‘The Tripoli I Know’: Shisha, Ice Cream and Friends
Lebanon’s second largest city Tripoli has a violent reputation due to ongoing conflict in the neighborhoods of Bab al Tabbaneh and Jabal Mohsen. Previously one neighbourhood, these two communities were divided along political lines during Lebanon’s 15-year civil war (1975-1990). And due to Lebanon’s complicated political history with Syria, tensions have been inflamed by the neighbouring conflict, resulting in sporadic armed conflict.
But the Tripoli I know is different. When visiting friends, I join them in shisha (waterpipe) lounges, we go out for ice cream at the renowned Hallab Palace for Desserts and take evening walks at the Mina Port, enjoying sweetened tea with milk from a vendor with a wheeled-cart. Tripoli is no warzone, and I am hopeful that a number of recent youth initiatives in the city can help restore peace to these two neighborhoods.

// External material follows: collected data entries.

//! Detailed output formatting for a repayment.

use alloy_primitives::B256;
use colored::Colorize;
use exa_credit_api::RepayPreview;
use exa_credit_sim::RepayAdjustment;

use crate::units::{format_amount, format_rate};

pub(crate) fn format_adjustment(adjustment: &RepayAdjustment) -> String {
    match adjustment {
        RepayAdjustment::Discount(share) => format!("{} discount", format_rate(*share)),
        RepayAdjustment::Penalty(share) => format!("{} penalty", format_rate(*share)),
        RepayAdjustment::None => "-".to_string(),
    }
}

pub fn format_repay_detail(preview: &RepayPreview, decimals: u8, tx_hash: Option<B256>) -> String {
    let amount = |value| format_amount(value, decimals);
    let mut output = String::new();

    output.push_str(&format!("{}\n", "=".repeat(60)));
    output.push_str(&format!("{}\n", format!("Repay at maturity {}", preview.position.maturity).bold()));
    output.push_str(&format!("{}\n\n", "=".repeat(60)));

    output.push_str(&format!("{}\n", "Position".cyan().bold()));
    output.push_str(&format!("  Principal:   {}\n", amount(preview.position.principal)));
    output.push_str(&format!("  Fee:         {}\n", amount(preview.position.fee)));
    output.push_str(&format!("  Total:       {}\n\n", amount(preview.position_value)));

    output.push_str(&format!("{}\n", "Repayment".cyan().bold()));
    output.push_str(&format!("  Mode:        {}\n", preview.mode));
    output.push_str(&format!("  Selected:    {}\n", amount(preview.position_assets)));
    output.push_str(&format!("  Pays now:    {}\n", amount(preview.repay_assets)));
    output.push_str(&format!("  Max repay:   {}\n", amount(preview.max_repay)));
    output.push_str(&format!("  Adjustment:  {}\n\n", format_adjustment(&preview.adjustment)));

    output.push_str(&format!("{}\n", "Limits".cyan().bold()));
    output.push_str(&format!("  Available:   {}\n", amount(preview.available)));
    output.push_str(&format!("  Max payable: {}\n", amount(preview.cap.effective_max)));
    output.push_str(&format!("  Hint:        {}\n", preview.cap.hint));

    if let Some(hash) = tx_hash {
        output.push('\n');
        output.push_str(&format!("{}\n", "Transaction confirmed!".green().bold()));
        output.push_str(&format!("  Tx Hash:     {:#x}\n", hash));
    }

    output
}
//! CLI argument validation tests.
//!
//! These tests verify that the CLI properly validates arguments and provides
//! helpful error messages without requiring network access.

use predicates::prelude::*;

use super::helpers::{exa_cmd, ACCOUNT, DEBT_ASSET, DEBT_MARKET};

#[test]
fn test_help_output() {
    exa_cmd()
        .arg("--help")
        .assert()
        .success()
        .stdout(predicate::str::contains("exa"))
        .stdout(predicate::str::contains("installments"))
        .stdout(predicate::str::contains("repay"))
        .stdout(predicate::str::contains("proposals"));
}

#[test]
fn test_invalid_command() {
    exa_cmd()
        .arg("invalid_command")
        .assert()
        .failure()
        .stderr(predicate::str::contains("error"));
}

#[test]
fn test_installments_missing_amount() {
    exa_cmd()
        .args(["installments"])
        .assert()
        .failure()
        .stderr(predicate::str::contains("required"));
}

#[test]
fn test_installments_requires_rpc_url() {
    exa_cmd()
        .args(["installments", "100", "--debt-market", DEBT_MARKET, "--debt-asset", DEBT_ASSET])
        .assert()
        .failure()
        .stderr(predicate::str::contains("--rpc-url"));
}

#[test]
fn test_installments_help() {
    exa_cmd()
        .args(["installments", "--help"])
        .assert()
        .success()
        .stdout(predicate::str::contains("--count"))
        .stdout(predicate::str::contains("--debt-market"))
        .stdout(predicate::str::contains("EXA_RPC_URL"));
}

#[test]
fn test_proposals_missing_account() {
    exa_cmd()
        .args(["proposals"])
        .assert()
        .failure()
        .stderr(predicate::str::contains("required"));
}

#[test]
fn test_invalid_address() {
    exa_cmd()
        .args([
            "proposals",
            "not_an_address",
            "--rpc-url",
            "http://localhost:8545",
            "--debt-market",
            DEBT_MARKET,
            "--debt-asset",
            DEBT_ASSET,
        ])
        .assert()
        .failure()
        .stderr(predicate::str::contains("Invalid address"));
}

#[test]
fn test_invalid_output_format() {
    exa_cmd()
        .args(["proposals", ACCOUNT, "--format", "invalid_format"])
        .assert()
        .failure()
        .stderr(predicate::str::contains("error"));
}

#[test]
fn test_repay_help() {
    exa_cmd()
        .args(["repay", "--help"])
        .assert()
        .success()
        .stdout(predicate::str::contains("--from-market"))
        .stdout(predicate::str::contains("--from-token"))
        .stdout(predicate::str::contains("--execute"))
        .stdout(predicate::str::contains("MATURITY"));
}

#[test]
fn test_repay_funding_sources_conflict() {
    exa_cmd()
        .args([
            "repay",
            "1700000000",
            "max",
            "--account",
            ACCOUNT,
            "--from-market",
            DEBT_MARKET,
            "--from-token",
            DEBT_ASSET,
            "--token-decimals",
            "6",
            "--token-price",
            "1",
            "--private-key",
            "0x01",
            "--rpc-url",
            "http://localhost:8545",
            "--debt-market",
            DEBT_MARKET,
            "--debt-asset",
            DEBT_ASSET,
        ])
        .assert()
        .failure()
        .stderr(predicate::str::contains("cannot be used with"));
}

#[test]
fn test_repay_private_key_is_hidden_in_help() {
    exa_cmd()
        .env("EXA_PRIVATE_KEY", "0xdeadbeefdeadbeef")
        .args(["repay", "--help"])
        .assert()
        .success()
        .stdout(predicate::str::contains("deadbeef").not());
}
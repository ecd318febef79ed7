//! Swap router quotes.
//!
//! Two kinds of quotes feed a repayment: an *indicative* quote that prices
//! the whole available balance of the funding asset (by input amount), and a
//! *firm* quote for the exact debt amount needed (by output amount) whose
//! calldata is executed. [`LifiRouter`] serves both from the LI.FI quote API.

use alloy_primitives::{Address, Bytes, U256};
use async_trait::async_trait;
use exa_credit_contracts::SwapRoute;
use reqwest::Client;
use serde::Deserialize;
use tracing::{debug, warn};

use crate::config::RouterConfig;
use crate::error::{ApiError, Result};

/// Parameters of a quote.
///
/// `amount` is the input amount for indicative quotes and the output amount
/// for firm quotes.
#[derive(Debug, Clone, PartialEq, Eq, Hash)]
pub struct QuoteRequest {
    pub from_token: Address,
    pub to_token: Address,
    pub amount: U256,
    pub from_address: Address,
    pub to_address: Address,
}

/// An executable swap route.
#[derive(Debug, Clone, PartialEq, Eq)]
pub struct RepaymentRoute {
    pub from_amount: U256,
    pub to_amount: U256,
    pub call_data: Bytes,
    /// Router tool (exchange or bridge) that executes the swap
    pub tool: String,
    /// Router contract to call
    pub to: Address,
    pub value: U256,
    pub gas_limit: Option<u64>,
    pub chain_id: u64,
}

impl RepaymentRoute {
    /// The swap as a call target for settlement builders.
    pub fn as_swap_route(&self) -> SwapRoute {
        SwapRoute {
            to: self.to,
            data: self.call_data.clone(),
            value: self.value,
        }
    }
}

/// Source of swap quotes.
#[async_trait]
pub trait RouterQuoter: Send + Sync {
    /// Prices swapping `request.amount` of the input token.
    async fn quote_indicative(&self, request: &QuoteRequest, deny_exchanges: &[String]) -> Result<RepaymentRoute>;

    /// Executable route producing exactly `request.amount` of the output token.
    async fn quote_firm(&self, request: &QuoteRequest, deny_exchanges: &[String]) -> Result<RepaymentRoute>;
}

#[derive(Debug, Deserialize)]
#[serde(rename_all = "camelCase")]
struct LifiQuote {
    tool: String,
    estimate: LifiEstimate,
    transaction_request: Option<LifiTransactionRequest>,
}

#[derive(Debug, Deserialize)]
#[serde(rename_all = "camelCase")]
struct LifiEstimate {
    from_amount: String,
    to_amount: String,
}

#[derive(Debug, Deserialize)]
#[serde(rename_all = "camelCase")]
struct LifiTransactionRequest {
    to: Option<Address>,
    data: Option<Bytes>,
    value: Option<String>,
    gas_limit: Option<String>,
    chain_id: Option<u64>,
}

#[derive(Debug, Deserialize)]
struct LifiErrorBody {
    message: Option<String>,
}

fn parse_amount(field: &str, value: &str) -> Result<U256> {
    value
        .parse::<U256>()
        .map_err(|e| ApiError::Parse(format!("{} {:?}: {}", field, value, e)))
}

impl LifiQuote {
    fn into_route(self, default_chain_id: u64) -> Result<RepaymentRoute> {
        let tx = self
            .transaction_request
            .ok_or_else(|| ApiError::QuoteUnavailable("missing quote transaction data".to_string()))?;
        let (Some(to), Some(data)) = (tx.to, tx.data) else {
            return Err(ApiError::QuoteUnavailable("missing quote transaction data".to_string()));
        };
        let value = match tx.value.as_deref() {
            Some(v) => parse_amount("value", v)?,
            None => U256::ZERO,
        };
        let gas_limit = match tx.gas_limit.as_deref() {
            Some(v) => Some(parse_amount("gasLimit", v)?.saturating_to::<u64>()),
            None => None,
        };
        Ok(RepaymentRoute {
            from_amount: parse_amount("fromAmount", &self.estimate.from_amount)?,
            to_amount: parse_amount("toAmount", &self.estimate.to_amount)?,
            call_data: data,
            tool: self.tool,
            to,
            value,
            gas_limit,
            chain_id: tx.chain_id.unwrap_or(default_chain_id),
        })
    }
}

/// LI.FI quote API client.
#[derive(Debug, Clone)]
pub struct LifiRouter {
    http_client: Client,
    config: RouterConfig,
}

impl LifiRouter {
    /// Create a router client with custom configuration.
    pub fn with_config(config: RouterConfig) -> Result<Self> {
        config.endpoint("")?;
        let http_client = Client::builder().timeout(config.timeout).build()?;
        Ok(Self { http_client, config })
    }

    /// Create a router client with default configuration.
    pub fn new() -> Result<Self> {
        Self::with_config(RouterConfig::default())
    }

    pub fn config(&self) -> &RouterConfig {
        &self.config
    }

    fn query(
        &self,
        request: &QuoteRequest,
        amount_param: &'static str,
        slippage: f64,
        deny_exchanges: &[String],
    ) -> Vec<(&'static str, String)> {
        let chain = self.config.chain_id.to_string();
        let mut query = vec![
            ("fromChain", chain.clone()),
            ("toChain", chain),
            ("fromToken", request.from_token.to_string()),
            ("toToken", request.to_token.to_string()),
            (amount_param, request.amount.to_string()),
            ("fromAddress", request.from_address.to_string()),
            ("toAddress", request.to_address.to_string()),
            ("slippage", slippage.to_string()),
            ("fee", self.config.fee.to_string()),
            ("integrator", self.config.integrator.clone()),
        ];
        query.extend(deny_exchanges.iter().map(|tool| ("denyExchanges", tool.clone())));
        query
    }

    async fn fetch(&self, path: &str, query: Vec<(&'static str, String)>) -> Result<RepaymentRoute> {
        let url = self.config.endpoint(path)?;
        debug!(url = %url, "requesting router quote");

        let mut builder = self.http_client.get(&url).query(&query);
        if let Some(key) = &self.config.api_key {
            builder = builder.header("x-lifi-api-key", key);
        }
        let response = builder.send().await?;
        let status = response.status();
        let body = response.text().await?;

        if !status.is_success() {
            let message = serde_json::from_str::<LifiErrorBody>(&body)
                .ok()
                .and_then(|b| b.message)
                .unwrap_or(body);
            warn!(%status, %message, "router quote failed");
            return Err(ApiError::QuoteUnavailable(format!("{}: {}", status, message)));
        }

        let quote: LifiQuote =
            serde_json::from_str(&body).map_err(|e| ApiError::Parse(e.to_string()))?;
        quote.into_route(self.config.chain_id)
    }
}

#[async_trait]
impl RouterQuoter for LifiRouter {
    async fn quote_indicative(&self, request: &QuoteRequest, deny_exchanges: &[String]) -> Result<RepaymentRoute> {
        let query = self.query(request, "fromAmount", self.config.probe_slippage, deny_exchanges);
        self.fetch("v1/quote", query).await
    }

    async fn quote_firm(&self, request: &QuoteRequest, deny_exchanges: &[String]) -> Result<RepaymentRoute> {
        let query = self.query(request, "toAmount", self.config.firm_slippage, deny_exchanges);
        self.fetch("v1/quote/toAmount", query).await
    }
}
//! Chain reads, swap-router quotes and settlement orchestration for
//! fixed-rate credit accounts.
//!
//! The crate turns the pure credit math of `exa-credit-sim` and the calldata
//! builders of `exa-credit-contracts` into a working repayment flow:
//!
//! - [`reader::ChainReader`] reads market snapshots, plugins, balances and
//!   the proposal queue.
//! - [`router::RouterQuoter`] prices swaps; [`LifiRouter`] talks to LI.FI.
//! - [`pipeline::QuotePipeline`] polls the liquidity probe and the firm quote.
//! - [`mode::select_mode`] picks one of five settlement strategies.
//! - [`settlement::Settlement`] simulates and executes a plan through a
//!   [`settlement::ChainWriter`].
//! - [`SettlementSession`] owns all of the above for one position.
//!
//! # Example
//!
//! ```no_run
//! use exa_credit_api::{ExaClient, ExaClientConfig, SettlementConfig, SimulationOutcome};
//! use alloy::primitives::{address, U256};
//!
//! #[tokio::main]
//! async fn main() -> Result<(), exa_credit_api::ApiError> {
//!     let settlement = SettlementConfig::new(
//!         address!("6926B434CCe9b5b7966aE1BfEef6D0A7DCF3A8bb"),
//!         address!("0b2C639c533813f4Aa9D7837CAf62653d097Ff85"),
//!     )
//!     .with_exa_plugin(address!("0000000000000000000000000000000000000001"))
//!     .with_proposal_manager(address!("0000000000000000000000000000000000000002"));
//!     let client = ExaClient::with_config(
//!         ExaClientConfig::new()
//!             .with_rpc_url("https://mainnet.optimism.io")
//!             .with_private_key("0x...")
//!             .with_settlement_config(settlement.clone()),
//!     )?;
//!
//!     let account = address!("0000000000000000000000000000000000000003");
//!     let mut session = client.open_session(account, 4_838_400_000).await?;
//!     session.fund_from_market(settlement.debt_market).await?;
//!     session.set_position_assets(U256::from(50_000_000u64)).await?;
//!     if session.simulate().await? == SimulationOutcome::Ready {
//!         let tx_hash = session.execute().await?;
//!         println!("repaid in {tx_hash}");
//!     }
//!     Ok(())
//! }
//! ```
//!
//! # Error Handling
//!
//! All errors are unified through [`ApiError`], which wraps errors from the contracts and
//! simulation crates. Use [`ApiError::error_category()`] for high-level classification
//! and [`ApiError::is_retryable()`] to determine retry eligibility. Inside a session,
//! non-fatal errors become [`SettlementState`] instead of propagating.

pub mod client;
pub mod config;
pub mod denylist;
pub mod error;
pub mod mode;
pub mod pipeline;
pub mod proposal;
pub mod reader;
pub mod router;
pub mod session;
pub mod settlement;

// Re-export main types at crate root
pub use client::{ExaClient, ExaClientConfig};
pub use config::{RouterConfig, SettlementConfig};
pub use denylist::Denylist;
pub use error::{ApiError, ErrorCategory, Result};
pub use mode::{select_mode, FundingAsset, SettlementMode};
pub use pipeline::{QuoteKind, QuotePipeline, QuoteState};
pub use proposal::{ProposalStatus, ProposalView, RollDebtPreview};
pub use reader::{ChainReader, PendingProposal, RpcChainReader};
pub use router::{LifiRouter, QuoteRequest, RepaymentRoute, RouterQuoter};
pub use session::{RepayPreview, SessionContext, SettlementSession};
pub use settlement::{
    ChainWriter, Failure, RpcChainWriter, SettlementPlan, SettlementState, SimulationOutcome,
};
//! ERC20 interface definitions.

use alloy::primitives::{Address, U256};
use alloy::sol;

use crate::prepared_call::PreparedCall;

sol! {
    #[sol(rpc)]
    interface IERC20 {
        function approve(address spender, uint256 amount) external returns (bool);
        function allowance(address owner, address spender) external view returns (uint256);
        function balanceOf(address account) external view returns (uint256);
        function decimals() external view returns (uint8);
        function symbol() external view returns (string);
    }
}

/// `token.approve(spender, amount)` as a batch entry.
pub fn approve(token: Address, spender: Address, amount: U256) -> PreparedCall {
    PreparedCall::from_call(token, &IERC20::approveCall { spender, amount })
}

Residents of these parallel neighborhoods often go to work together; their children go to the same schools, and they sometimes intermarry. Originally one neighbourhood called Bab al Tabbaneh, it was divided during the Lebanese civil war. Bab al Tabbaneh’s Alawite community (a Muslim minority group that accounts for 12 per cent of the Syrian population with pockets in both Lebanon and Turkey) gradually clustered on the side of the mountain (Jabal Mohsen) overlooking Bab al Tabbaneh. This was in part due to tensions between the Lebanese Arab Democratic Party which supported the Syrian regime during the civil war and the Sunni Islamist Tawhid Movement in Tripoli at that time.
As a result, today many generalise that Bab al Tabbaneh’s Sunni residents support the Free Syrian Army, and Alawite Jabal Mohsen residents support the Syrian regime. Media also too often portrays the conflict as sectarian, a ghostly resemblance to the Lebanese civil war.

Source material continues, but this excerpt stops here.